Another question is why Scheme and not another language? Scheme is an extremely basic and simple language. Since it’s simple there is less to implement and therefore our goal is easier to achieve. According to the Wikipedia Article on Scheme you don’t need to implement a lot of things underneath the hood to get a basic but complete Scheme-like language. Since it has a powerful macro system, you can write many of the Scheme forms in Scheme itself. There are a few other languages that writing an interpreter for Scheme can be done in, such as Common Lisp, Clojure, Ruby, Python, and so forth. The further you get from a Lisp language though the more code you are going to write.
Starting With a Repl
The first thing to hack together is a simple Read Evaluate Print Loop or Repl. A Repl gives instant gratification – you type something in and the interpreter evaluates it. Here is an extremely naïve and simple version of what we’ll need.
(define (repl) (read-input) (vm-eval) (print-obj) (repl))
This is pretty straight forward. It reads the input, evaluates it, and prints the result. To evaluate input and print a result the Repl needs to capture information. Here is version 1 of the Repl algorithm.
(define (repl) (display prompt) (print-obj (vm-eval (read-input))) (repl))
This captures input from the user, evaluates it and prints it out. Lather, rinse, repeat! It’s also a lot more functional than our previous example.
The Bits and Pieces
Now to move on to the actual read, print and evaluate pieces. Right now the read is extremely simple.
(define (read-input) (read))
This code is using the underlying Scheme system. Second function and I’m already cheating. (read) will not only read input from the user, but it also parses it and returns an appropriate Scheme value. If I enter a number then (read) returns a Scheme number; (number? (read)) evaluates to #t. This is fine for now since parsing is complex. I don’t want to get into having to parse input at this point.
Here is the evaluation function.
(define (vm-eval input) (cond [(string? input) input] [(number? input) input] [(null? input) input] [(char? input) input] [(boolean? input) input] [else "Error!"]))

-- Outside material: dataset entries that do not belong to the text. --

// SPDX-License-Identifier: Apache-2.0
// © James Ross Ω FLYING•ROBOTS <https://github.com/flyingrobots>
//! Wire schema for the Pilosa client.
//!
//! This crate is the codec side of the client: it knows how query requests
//! and responses look on the wire, how the server describes its schema, and
//! how a bitmap-transfer import request is framed. It knows nothing about
//! nodes, retries, or the schema model; `pilosa-client` calls into it.
//!
//! * [`bitmap`] – the server's roaring bitmap format.
//! * [`codec`] – the [`QueryCodec`] seam and the default [`JsonCodec`].
//! * [`response`] – typed results decoded from a query response.
//! * [`schema`] – JSON documents exchanged with `/schema`, `/index` and `/field`.
//! * [`wire`] – length-delimited framing for `import-roaring` payloads.

pub mod bitmap;
pub mod codec;
pub mod response;
pub mod schema;
pub mod wire;

pub use bitmap::{decode_bitmap, encode_bitmap};
pub use codec::{server_error_message, CodecError, JsonCodec, QueryCodec, QueryRequest};
pub use response::{
    AttrValue, ColumnItem, CountResultItem, FieldRow, GroupCount, QueryResponse, QueryResult,
    ResultKind, RowIdentifiers, RowResult, ValueCount,
};
pub use schema::{FieldInfo, FieldMeta, IndexInfo, IndexMeta, OptionsEnvelope, SchemaDocument};
pub use wire::{FrameError, ImportRoaringRequest, RoaringView};

/// Query language version sent with every query request.
pub const PQL_VERSION: &str = "1.0";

This isn’t much right now. It just patriots the input depending on the input’s type. Given a number, string, character etcetera it will return that same object. Symbols will drop down to the else cause. That’s fine for now. We can work on evaluating symbols in the future. It’s called (vm-eval) because (eval) is already claimed by the underlying Scheme system.

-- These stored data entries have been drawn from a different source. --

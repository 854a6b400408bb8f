// SPDX-License-Identifier: Apache-2.0
// © James Ross Ω FLYING•ROBOTS <https://github.com/flyingrobots>
//! Schema documents exchanged with the server.
//!
//! `GET /schema` answers a [`SchemaDocument`]; index and field creation take
//! an [`OptionsEnvelope`] around [`IndexMeta`] or [`FieldMeta`]. Struct fields
//! are declared in JSON-key order so encoded documents come out sorted.

use serde::{Deserialize, Deserializer, Serialize};

fn null_as_default<'de, D, T>(deserializer: D) -> Result<T, D::Error>
where
    D: Deserializer<'de>,
    T: Default + Deserialize<'de>,
{
    Ok(Option::<T>::deserialize(deserializer)?.unwrap_or_default())
}

/// The server's view of all indexes.
#[derive(Debug, Clone, Default, PartialEq, Eq, Serialize, Deserialize)]
pub struct SchemaDocument {
    /// Indexes known to the server.
    #[serde(default, deserialize_with = "null_as_default")]
    pub indexes: Vec<IndexInfo>,
}

/// One index as reported by the server.
#[derive(Debug, Clone, PartialEq, Eq, Serialize, Deserialize)]
pub struct IndexInfo {
    /// Index name.
    pub name: String,
    /// Index options.
    #[serde(default, deserialize_with = "null_as_default")]
    pub options: IndexMeta,
    /// Fields of the index.
    #[serde(default, deserialize_with = "null_as_default")]
    pub fields: Vec<FieldInfo>,
    /// Shard width the index was created with (zero when not reported).
    #[serde(default, rename = "shardWidth")]
    pub shard_width: u64,
}

/// Index options.
#[derive(Debug, Clone, Copy, Default, PartialEq, Eq, Serialize, Deserialize)]
pub struct IndexMeta {
    /// Columns are addressed by string keys.
    #[serde(default)]
    pub keys: bool,
    /// The server tracks which columns exist (required by `Not`).
    #[serde(default, rename = "trackExistence")]
    pub track_existence: bool,
}

/// One field as reported by the server.
#[derive(Debug, Clone, PartialEq, Eq, Serialize, Deserialize)]
pub struct FieldInfo {
    /// Field name.
    pub name: String,
    /// Field options.
    #[serde(default, deserialize_with = "null_as_default")]
    pub options: FieldMeta,
}

/// Field options; which members are present depends on the field type.
#[derive(Debug, Clone, Default, PartialEq, Eq, Serialize, Deserialize)]
pub struct FieldMeta {
    /// Cache size for set and mutex fields.
    #[serde(default, rename = "cacheSize", skip_serializing_if = "Option::is_none")]
    pub cache_size: Option<u32>,
    /// Cache type for set and mutex fields.
    #[serde(default, rename = "cacheType", skip_serializing_if = "Option::is_none")]
    pub cache_type: Option<String>,
    /// Rows are addressed by string keys.
    #[serde(default, skip_serializing_if = "Option::is_none")]
    pub keys: Option<bool>,
    /// Upper bound of an int field.
    #[serde(default, skip_serializing_if = "Option::is_none")]
    pub max: Option<i64>,
    /// Lower bound of an int field.
    #[serde(default, skip_serializing_if = "Option::is_none")]
    pub min: Option<i64>,
    /// Time quantum of a time field.
    #[serde(default, rename = "timeQuantum", skip_serializing_if = "Option::is_none")]
    pub time_quantum: Option<String>,
    /// Field type: `set`, `int`, `time`, `mutex` or `bool`.
    #[serde(default, rename = "type", skip_serializing_if = "Option::is_none")]
    pub field_type: Option<String>,
}

/// `{"options": ...}` wrapper used by index and field creation.
#[derive(Debug, Clone, PartialEq, Eq, Serialize, Deserialize)]
pub struct OptionsEnvelope<T> {
    /// The wrapped options.
    pub options: T,
}

impl<T: Serialize> OptionsEnvelope<T> {
    /// Encode the envelope as a JSON request body.
    pub fn to_json(&self) -> Result<Vec<u8>, serde_json::Error> {
        serde_json::to_vec(self)
    }
}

After evaluating we need to prints results.
(define (print-obj obj) (cond [(string? obj) (display (string-append doublequote-char obj doublequote-char))] [(char? obj) (display (string-append "#\\" (string obj)))] [else (display obj)]) (newline))

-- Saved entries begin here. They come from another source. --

// SPDX-License-Identifier: Apache-2.0
// © James Ross Ω FLYING•ROBOTS <https://github.com/flyingrobots>
//! Error taxonomy shared by every client operation.
//!
//! Local validation errors are raised while building schemas and queries and
//! never reach the network. Transport errors drive node failover. Server
//! errors are surfaced as-is and never retried.

use pilosa_proto::{CodecError, FrameError};
use thiserror::Error;

use crate::config::ConfigError;
use crate::imports::FailedBatch;
use crate::transport::TransportError;

/// Client result type.
pub type Result<T, E = PilosaError> = std::result::Result<T, E>;

/// Every failure a client operation can report.
#[derive(Debug, Error)]
pub enum PilosaError {
    /// Name, label, or key does not match the server's accepted charset.
    #[error("invalid {kind} {value:?}")]
    InvalidIdentifier {
        /// What was being validated (`index name`, `field name`, `label`, `key`).
        kind: &'static str,
        /// The rejected value.
        value: String,
    },
    /// A call was given the wrong number of arguments.
    #[error("{call} expects {expected} argument(s), got {got}")]
    InvalidArgumentCount {
        /// Call name.
        call: &'static str,
        /// Accepted count, e.g. `at least 1`.
        expected: &'static str,
        /// Count supplied.
        got: usize,
    },
    /// Range bounds are out of order or otherwise unusable.
    #[error("{call}: invalid range {detail}")]
    InvalidArgumentRange {
        /// Call name.
        call: &'static str,
        /// The offending bounds.
        detail: String,
    },
    /// A nested argument is not the kind of call the outer call accepts.
    #[error("{call}: argument {position} must be a {expected} call, got {got}")]
    InvalidArgumentType {
        /// Outer call name.
        call: &'static str,
        /// Position of the argument.
        position: usize,
        /// Required argument kind.
        expected: &'static str,
        /// Name of the call that was passed.
        got: String,
    },
    /// An id was given where a key is required, or the other way round.
    #[error("{target} uses {expected}s, got {value}")]
    KeyIdMismatch {
        /// Index or field the identifier addresses.
        target: String,
        /// `key` or `id`.
        expected: &'static str,
        /// The offending identifier.
        value: String,
    },
    /// Field options are inconsistent.
    #[error("invalid options for field {field}: {reason}")]
    InvalidFieldOptions {
        /// Field name.
        field: String,
        /// What is wrong.
        reason: String,
    },
    /// A nested call belongs to a different index than its parent.
    #[error("call on index {found} used inside a query on index {expected}")]
    IndexMismatch {
        /// Index of the outer query.
        expected: String,
        /// Index of the nested call.
        found: String,
    },
    /// `Not` needs the server to track column existence.
    #[error("index {index} does not track existence")]
    ExistenceNotTracked {
        /// Index name.
        index: String,
    },
    /// Local and remote definitions disagree.
    #[error("schema conflict on {}: {option} is {local} locally but {remote} on the server", path(.index, .field.as_deref()))]
    SchemaConflict {
        /// Index name.
        index: String,
        /// Field name, when the conflict is on a field.
        field: Option<String>,
        /// Conflicting option.
        option: &'static str,
        /// Local value.
        local: String,
        /// Server value.
        remote: String,
    },
    /// One or more schema creation operations failed.
    #[error("{} schema operation(s) failed; first: {}", .failures.len(), first_failure(.failures))]
    SchemaApply {
        /// Every failed operation, in execution order.
        failures: Vec<ApplyFailure>,
    },
    /// The index already exists on the server.
    #[error("index {index} already exists")]
    IndexExists {
        /// Index name.
        index: String,
    },
    /// The field already exists on the server.
    #[error("field {index}/{field} already exists")]
    FieldExists {
        /// Index name.
        index: String,
        /// Field name.
        field: String,
    },
    /// Address could not be parsed.
    #[error("invalid address {address:?}")]
    InvalidUri {
        /// The rejected address.
        address: String,
    },
    /// A single transport attempt failed.
    #[error(transparent)]
    Transport(#[from] TransportError),
    /// Every node in the cluster failed at the transport level.
    #[error("no available node after {attempts} attempt(s){}", last_cause(.last_error.as_ref()))]
    NoAvailableNode {
        /// Number of nodes tried.
        attempts: usize,
        /// Error from the last node tried.
        last_error: Option<TransportError>,
    },
    /// The server rejected the request.
    #[error("server error ({status}): {message}")]
    QueryExecution {
        /// HTTP status code (200 when the error came inside a successful body).
        status: u16,
        /// Server message.
        message: String,
    },
    /// Response body could not be decoded.
    #[error(transparent)]
    Codec(#[from] CodecError),
    /// A bitmap payload could not be built.
    #[error(transparent)]
    Frame(#[from] FrameError),
    /// A record carries a timestamp but the field has no time quantum.
    #[error("field {field} has no time quantum; timestamp {timestamp} rejected")]
    TimestampNotSupported {
        /// Field name.
        field: String,
        /// The rejected timestamp.
        timestamp: i64,
    },
    /// Some import batches failed.
    #[error("{} import batch(es) failed, {succeeded_batches} succeeded; first error: {first_error}", .failed.len())]
    PartialImportFailure {
        /// Number of batches the server accepted.
        succeeded_batches: usize,
        /// The error of the earliest failed batch.
        first_error: Box<PilosaError>,
        /// Every failed batch with its records, for resubmission.
        failed: Vec<FailedBatch>,
    },
    /// The import stopped on a bad record after some batches were sent.
    #[error("import stopped after {succeeded_batches} accepted and {} failed batch(es): {cause}", .failed.len())]
    ImportAborted {
        /// Read or validation error that stopped the import.
        cause: Box<PilosaError>,
        /// Number of batches the server accepted before the stop.
        succeeded_batches: usize,
        /// Batches sent before the stop that the server rejected.
        failed: Vec<FailedBatch>,
    },
    /// The requested import mode cannot carry this data.
    #[error("cannot import into {field}: {reason}")]
    UnsupportedImportStrategy {
        /// Field name.
        field: String,
        /// Why the strategy does not apply.
        reason: &'static str,
    },
    /// A record source produced an unreadable line.
    #[error("invalid record on line {line}: {reason}")]
    InvalidRecord {
        /// 1-based line number.
        line: u64,
        /// What is wrong with it.
        reason: String,
    },
    /// Configuration could not be loaded.
    #[error(transparent)]
    Config(#[from] ConfigError),
}

/// One failed schema operation.
#[derive(Debug)]
pub struct ApplyFailure {
    /// Index the operation targeted.
    pub index: String,
    /// Field the operation targeted, if any.
    pub field: Option<String>,
    /// Why it failed.
    pub error: PilosaError,
}

fn path(index: &str, field: Option<&str>) -> String {
    match field {
        Some(field) => format!("{index}/{field}"),
        None => index.to_owned(),
    }
}

fn first_failure(failures: &[ApplyFailure]) -> String {
    failures.first().map_or_else(String::new, |f| {
        format!("{}: {}", path(&f.index, f.field.as_deref()), f.error)
    })
}

fn last_cause(err: Option<&TransportError>) -> String {
    err.map_or_else(String::new, |e| format!("; last error: {e}"))
}

impl PilosaError {
    /// True for errors raised locally before anything was sent.
    pub fn is_validation(&self) -> bool {
        matches!(
            self,
            Self::InvalidIdentifier { .. }
                | Self::InvalidArgumentCount { .. }
                | Self::InvalidArgumentRange { .. }
                | Self::InvalidArgumentType { .. }
                | Self::KeyIdMismatch { .. }
                | Self::InvalidFieldOptions { .. }
                | Self::IndexMismatch { .. }
                | Self::ExistenceNotTracked { .. }
        )
    }
}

This has some simple beautification functionality. It will surround strings with double-quotes before printing. It will also print characters as they are entered in Scheme, preceded by #\. Note that doublequote-char is just a constant for ” in string form.
Trying it out, it will print all the simple types back when reading them in. If it encounters a symbol, a single quote, or anything with parenthesis it chokes and prints “Error!”.
> (load "repl.scm") "/home/kris/projects/lisp/repl.scm" > (repl) -: 1234 1234 -: 3-5i 3-5i -: .1234123e12 1.234123e11 -: "abc 123" "abc 123" -: #\c #\c -: #t #t -: nil "Error!" -:
And that’s how you write an extremely simple Repl in Scheme. The code can be found at GitHub tagged as Part.1.